Using Frame Objects¶
Frames without Data¶
Frame objects have two distinct (but related) uses. The first is storing the information needed to uniquely define a frame (e.g., equinox, observation time). This information is stored on the frame objects as (read-only) Python attributes, which are set when the object is first created:
>>> from astropy.coordinates import ICRS, FK5
>>> FK5(equinox='J1975')
<FK5 Frame (equinox=J1975.000)>
>>> ICRS() # has no attributes
<ICRS Frame>
>>> FK5() # uses default equinox
<FK5 Frame (equinox=J2000.000)>
The specific names of attributes available for a particular frame (and
their default values) are available as the class method
get_frame_attr_names
:
>>> FK5.get_frame_attr_names()
OrderedDict([('equinox', <Time object: scale='utc' format='jyear_str' value=J2000.000>)])
You can access any of the attributes on a frame by using standard Python
attribute access. Note that for cases like equinox
, which are time
inputs, if you pass in any unambiguous time string, it will be converted
into an Time
object with UTC scale (see
Inferring input format):
>>> f = FK5(equinox='J1975')
>>> f.equinox
<Time object: scale='utc' format='jyear_str' value=J1975.000>
>>> f = FK5(equinox='2011-05-15T12:13:14')
>>> f.equinox
<Time object: scale='utc' format='isot' value=2011-05-15T12:13:14.000>
Frames with Data¶
The second use for frame objects is to store actual realized coordinate
data for frames like those described above. In this use, it is similar
to the SkyCoord
class, and in fact, the SkyCoord
class internally
uses the frame classes as its implementation. However, the frame
classes have fewer “convenience” features, thereby keeping the
implementation of frame classes simple. As such, they are created
similarly to SkyCoord
object. The simplest way is to use
with keywords appropriate for the frame (e.g. ra
and dec
for
equatorial systems):
>>> from astropy import units as u
>>> ICRS(ra=1.1*u.deg, dec=2.2*u.deg)
<ICRS Coordinate: (ra, dec) in deg
(1.1, 2.2)>
>>> FK5(ra=1.1*u.deg, dec=2.2*u.deg, equinox='J1975')

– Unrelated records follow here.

use crate::config::Config;
use crate::transport::BrowserFile;
use async_trait::async_trait;
use futures::future::{self, Either};
use gloo_net::http::Request;
use gloo_timers::future::TimeoutFuture;
use resumatch_core::{FileHandle, FormPart, HttpReply, ScoringClient, ScreeningError, ScreeningRequest};
use wasm_bindgen::JsValue;
use web_sys::FormData;

/// Sends screening requests with `fetch`
#[derive(Debug, Clone, PartialEq)]
pub struct HttpScoringClient {
    config: Config,
}

impl HttpScoringClient {
    pub fn new(config: Config) -> Self {
        Self { config }
    }

    pub fn config(&self) -> &Config {
        &self.config
    }
}

fn js_error(err: JsValue) -> ScreeningError {
    ScreeningError::transport(err.as_string().unwrap_or_else(|| format!("{:?}", err)))
}

fn timeout_message(ms: u32) -> String {
    if ms < 1000 {
        format!("Request timed out after {} ms", ms)
    } else {
        format!("Request timed out after {} seconds", ms.div_ceil(1000))
    }
}

fn to_form_data(request: ScreeningRequest<BrowserFile>) -> Result<FormData, ScreeningError> {
    let form = FormData::new().map_err(js_error)?;

    for part in request.into_parts() {
        match part {
            FormPart::Text { name, value } => form.append_with_str(name, &value),
            FormPart::File { name, file } => {
                form.append_with_blob_and_filename(name, file.as_file(), &file.name())
            }
        }
        .map_err(js_error)?;
    }

    Ok(form)
}

#[async_trait(?Send)]
impl ScoringClient<BrowserFile> for HttpScoringClient {
    async fn send(
        &self,
        request: ScreeningRequest<BrowserFile>,
    ) -> Result<HttpReply, ScreeningError> {
        let form = to_form_data(request)?;

        let request = Request::post(&self.config.api_url)
            .body(form)
            .map_err(|e| ScreeningError::transport(e.to_string()))?;

        tracing::debug!("POST {}", self.config.api_url);

        let pending = Box::pin(request.send());
        let response = match self.config.timeout_ms {
            Some(ms) => match future::select(pending, Box::pin(TimeoutFuture::new(ms))).await {
                Either::Left((response, _)) => response,
                Either::Right(_) => {
                    tracing::error!("Scoring request timed out after {} ms", ms);
                    return Err(ScreeningError::transport(timeout_message(ms)));
                }
            },
            None => pending.await,
        }
        .map_err(|e| ScreeningError::transport(e.to_string()))?;

        let status = response.status();
        let body = response
            .text()
            .await
            .map_err(|e| ScreeningError::transport(e.to_string()))?;

        tracing::debug!("Scoring service answered {} ({} bytes)", status, body.len());

        Ok(HttpReply::new(status, body))
    }
}

#[cfg(test)]
mod tests {
    use super::*;

    #[test]
    fn test_timeout_message() {
        assert_eq!(timeout_message(250), "Request timed out after 250 ms");
        assert_eq!(timeout_message(120_000), "Request timed out after 120 seconds");
        assert_eq!(timeout_message(1_500), "Request timed out after 2 seconds");
    }
}
use crate::pages::ScreeningPage;
use crate::providers::ScreeningProvider;
use chrono::Datelike;
use yew::prelude::*;

fn footer_text(year: i32) -> String {
    format!("© {} ResuMatch. All rights reserved.", year)
}

#[function_component(App)]
pub fn app() -> Html {
    let year = chrono::Local::now().year();

    html! {
        <div class="resumatch-app">
            <header class="resumatch-app__header">
                <h1 class="resumatch-app__title">{"Resume Screening Tool"}</h1>
            </header>

            <main class="resumatch-app__main">
                <section class="resumatch-app__intro">
                    <h2>{"Welcome to ResuMatch"}</h2>
                    <p>
                        {"Upload a job description and candidate resumes to find the best matches. "}
                        {"Each resume is scored against the job description and ranked by fit."}
                    </p>
                </section>

                <ScreeningProvider>
                    <ScreeningPage />
                </ScreeningProvider>
            </main>

            <footer class="resumatch-app__footer">
                <p>{footer_text(year)}</p>
            </footer>
        </div>
    }
}

#[cfg(test)]
mod tests {
    use super::*;

    #[test]
    fn test_footer_text() {
        assert_eq!(footer_text(2025), "© 2025 ResuMatch. All rights reserved.");
    }
}
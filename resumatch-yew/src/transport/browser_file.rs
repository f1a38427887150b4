use resumatch_core::FileHandle;
use web_sys::{File, HtmlInputElement};

/// File picked through an `<input type="file">`
#[derive(Debug, Clone, PartialEq)]
pub struct BrowserFile(File);

impl BrowserFile {
    pub fn as_file(&self) -> &File {
        &self.0
    }
}

impl From<File> for BrowserFile {
    fn from(file: File) -> Self {
        Self(file)
    }
}

impl FileHandle for BrowserFile {
    fn name(&self) -> String {
        self.0.name()
    }

    fn size(&self) -> u64 {
        self.0.size() as u64
    }
}

/// Files currently selected in `input`, `None` if it has no file list
pub fn files_from_input(input: &HtmlInputElement) -> Option<Vec<BrowserFile>> {
    let list = input.files()?;
    Some(
        (0..list.length())
            .filter_map(|index| list.get(index))
            .map(BrowserFile::from)
            .collect(),
    )
}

<FK5 Coordinate (equinox=J1975.000): (ra, dec) in deg
(1.1, 2.2)>
These same attributes can be used to access the data in the frames, as
Angle
objects (or Angle
subclasses):
>>> coo = ICRS(ra=1.1*u.deg, dec=2.2*u.deg)
>>> coo.ra
<Longitude 1.1 deg>
>>> coo.ra.value
1.1
>>> coo.ra.to(u.hourangle)
<Longitude 0.07333333 hourangle>
You can use the representation_type
attribute in conjunction
with the representation_component_names
attribute to figure out what
keywords are accepted by a particular class object. The former will be the
representation class the system is expressed in (e.g.,
spherical for equatorial frames), and the latter will be a dictionary
mapping names for that frame to the attribute name on the representation
class:
>>> import astropy.units as u
>>> icrs = ICRS(1*u.deg, 2*u.deg)
>>> icrs.representation_type
<class 'astropy.coordinates.representation.SphericalRepresentation'>
>>> icrs.representation_component_names
OrderedDict([('ra', 'lon'), ('dec', 'lat'), ('distance', 'distance')])
One can get the data in a different representation if needed:
>>> icrs.represent_as('cartesian')
<CartesianRepresentation (x, y, z) [dimensionless]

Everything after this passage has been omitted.